Piyut Festival (photo credit: Courtesy)
Piyut Festival
(photo credit: Courtesy)
The Piyut Festival of liturgy-oriented music, based at Jerusalem’s Beit Avi Chai, has become an important event on the local cultural calendar. Now in its fifth year, the festival attracts top artists and enthusiastic audiences from around the country, and the program spread has gradually stretched to accommodate associated genres.
This year, for example, the lineup of the four-dayer (September 10-13) includes regulars from the liturgical music beat, bolstered by some big names from rock and rock-related areas, such as Ehud Banai and Kobi Aflalo, as well as seasoned jazz saxophonist Daniel Zamir and Jewish New York blues-infused rock guitarist-vocalist Jeremiah Lockwood and his Sway Machinery band. It is a heady mix, indeed. Concerts will take place at various locations across Jerusalem, such as the Yellow Submarine, the Gerard Behar Center, the National Library, Zappa Club and Hazira, the Interdisciplinary Arena.
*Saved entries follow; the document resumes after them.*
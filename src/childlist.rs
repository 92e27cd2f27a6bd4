//! Ordered list kept sorted by an externally supplied key, with
//! bisection-based lookups.
//!
//! Ported from `jdr_lib/container.py`'s `SortedList`: instead of a dynamic
//! Python key *function* re-applied on every resort, each entry's key is
//! supplied at insertion time (our keys are `pos_relative` values that the
//! owning container already tracks), which is what every call site in this
//! crate actually needs.

use std::cmp::Ordering;

/// A `(key, value)` pair kept in ascending key order. Ties keep insertion
/// order stable (new entries with an equal key go to the left, as
/// `SortedList.insert` does).
#[derive(Debug, Clone, Default)]
pub struct SortedList<K, V> {
    entries: Vec<(K, V)>,
}

impl<K: Ord + Copy, V> SortedList<K, V> {
    /// An empty list.
    pub fn new() -> Self {
        Self { entries: Vec::new() }
    }

    /// Number of entries.
    pub fn len(&self) -> usize {
        self.entries.len()
    }

    /// True if empty.
    pub fn is_empty(&self) -> bool {
        self.entries.is_empty()
    }

    /// Iterate `(key, value)` pairs in ascending key order.
    pub fn iter(&self) -> impl Iterator<Item = &(K, V)> {
        self.entries.iter()
    }

    /// Iterate values only, in ascending key order.
    pub fn values(&self) -> impl Iterator<Item = &V> {
        self.entries.iter().map(|(_, v)| v)
    }

    fn bisect_left(&self, key: K) -> usize {
        self.entries.partition_point(|(k, _)| *k < key)
    }

    fn bisect_right(&self, key: K) -> usize {
        self.entries.partition_point(|(k, _)| *k <= key)
    }

    /// Insert `value` under `key`. Equal keys are placed before existing
    /// entries with the same key (bisect_left semantics).
    pub fn insert(&mut self, key: K, value: V) {
        let i = self.bisect_left(key);
        self.entries.insert(i, (key, value));
    }

    /// Insert `value` under `key`, after existing entries with the same
    /// key (bisect_right semantics).
    pub fn insert_right(&mut self, key: K, value: V) {
        let i = self.bisect_right(key);
        self.entries.insert(i, (key, value));
    }

    /// Remove and return the entry at ordinal position `i`.
    pub fn remove_at(&mut self, i: usize) -> (K, V) {
        self.entries.remove(i)
    }

    /// Index of the first entry with `key == k`, if any.
    pub fn index_of(&self, k: K) -> Option<usize> {
        let i = self.bisect_left(k);
        if i != self.entries.len() && self.entries[i].0 == k {
            Some(i)
        } else {
            None
        }
    }

    /// Index of the last entry with key `<= k`.
    pub fn index_le(&self, k: K) -> Option<usize> {
        let i = self.bisect_right(k);
        if i == 0 {
            None
        } else {
            Some(i - 1)
        }
    }

    /// Index of the last entry with key `< k`.
    pub fn index_lt(&self, k: K) -> Option<usize> {
        let i = self.bisect_left(k);
        if i == 0 {
            None
        } else {
            Some(i - 1)
        }
    }

    /// Index of the first entry with key `>= k`.
    pub fn index_ge(&self, k: K) -> Option<usize> {
        let i = self.bisect_left(k);
        if i != self.entries.len() {
            Some(i)
        } else {
            None
        }
    }

    /// Index of the first entry with key `> k`.
    pub fn index_gt(&self, k: K) -> Option<usize> {
        let i = self.bisect_right(k);
        if i != self.entries.len() {
            Some(i)
        } else {
            None
        }
    }

    /// Entry at ordinal position `i`.
    pub fn get(&self, i: usize) -> Option<&(K, V)> {
        self.entries.get(i)
    }

    /// Re-sort after keys were mutated in bulk outside this list (e.g. a
    /// rearrange pass changed several `pos_relative` values at once and
    /// rewrote them via `set_key_at`).
    pub fn re_sort(&mut self) {
        self.entries.sort_by(|a, b| a.0.cmp(&b.0).then(Ordering::Equal));
    }

    /// Overwrite the key of the entry at ordinal position `i`. Caller must
    /// call `re_sort` once done mutating in bulk.
    pub fn set_key_at(&mut self, i: usize, key: K) {
        self.entries[i].0 = key;
    }
}

#[cfg(test)]
mod tests {
    use super::*;

    #[test]
    fn insert_keeps_ascending_order() {
        let mut l: SortedList<i64, &str> = SortedList::new();
        l.insert(10, "b");
        l.insert(0, "a");
        l.insert(20, "c");
        let keys: Vec<i64> = l.iter().map(|(k, _)| *k).collect();
        assert_eq!(keys, vec![0, 10, 20]);
    }

    #[test]
    fn le_lt_ge_gt() {
        let mut l: SortedList<i64, i64> = SortedList::new();
        for k in [0, 5, 10, 15] {
            l.insert(k, k);
        }
        assert_eq!(l.get(l.index_le(7).unwrap()).unwrap().0, 5);
        assert_eq!(l.get(l.index_lt(5).unwrap()).unwrap().0, 0);
        assert_eq!(l.get(l.index_ge(6).unwrap()).unwrap().0, 10);
        assert_eq!(l.get(l.index_gt(10).unwrap()).unwrap().0, 15);
        assert!(l.index_lt(0).is_none());
        assert!(l.index_gt(15).is_none());
    }

    #[test]
    fn ties_go_left_on_insert() {
        let mut l: SortedList<i64, &str> = SortedList::new();
        l.insert(5, "first");
        l.insert(5, "second");
        assert_eq!(l.get(0).unwrap().1, "second");
        assert_eq!(l.get(1).unwrap().1, "first");
    }
}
One of the most intriguing aspects of this year’s Piyut Festival is the marriage of liturgical sentiments from seemingly disparate cultures. One such slot is the From India to Here concert led by Yaron Pe’er (pictured left), which will take place at Beit Avi Chai at 7:30 p.m. on September 11, with Pe’er fronting an ensemble of eight instrumentalists and four vocalists. The show repertoire will feed off a rich hybrid of Psalms, original scores based on the principles of Indian classical music, an ecstatic vocal music form that hails from the Rajasthan district of northern India, and ancient Jewish liturgical works that originate in Afghanistan.
Among the thousands of Israeli backpackers that traipse around the Indian subcontinent each year are some who go there with some specific artistic intent, in addition to aiming to take in as many of the vast country’s better-known tourist attractions as possible. Many of these gravitate toward Varanasi and spend long periods of time studying the mysteries of various Indian musical instruments. Pe’er was one of those and continues to further his understanding of Indian music with his teacher there.
“I have been going to India to study with my teacher Santosh Kumar on and off for 12 years,” he says. “My teacher is the 14th generation of sarangi players – that’s around 500 years of playing music.”
Peer joined forces with Kumar in Israel earlier this year at the Indian Music Festival at Confederation House.
The From India to Here concert has been brewing for some time, and Pe’er says he didn’t work hard to put the repertoire together. “The things we will play in Jerusalem just evolved over time,” he explains. “It wasn’t that I sat down with the intent of writing music for the concert. It all came out of my studies in India and the fact that I have immersed myself in Psalms over the years. The melodies wrote themselves and just started playing themselves in my head.”
Even so, to the layman the amalgam of Indian music with Hebrew texts from Psalms does not appear to be a natural confluence.
“Indian music is based on very simple principles,” says Pe’er. “I think they had the same things in the music that was performed in our Temple, and they used many of the same scales.”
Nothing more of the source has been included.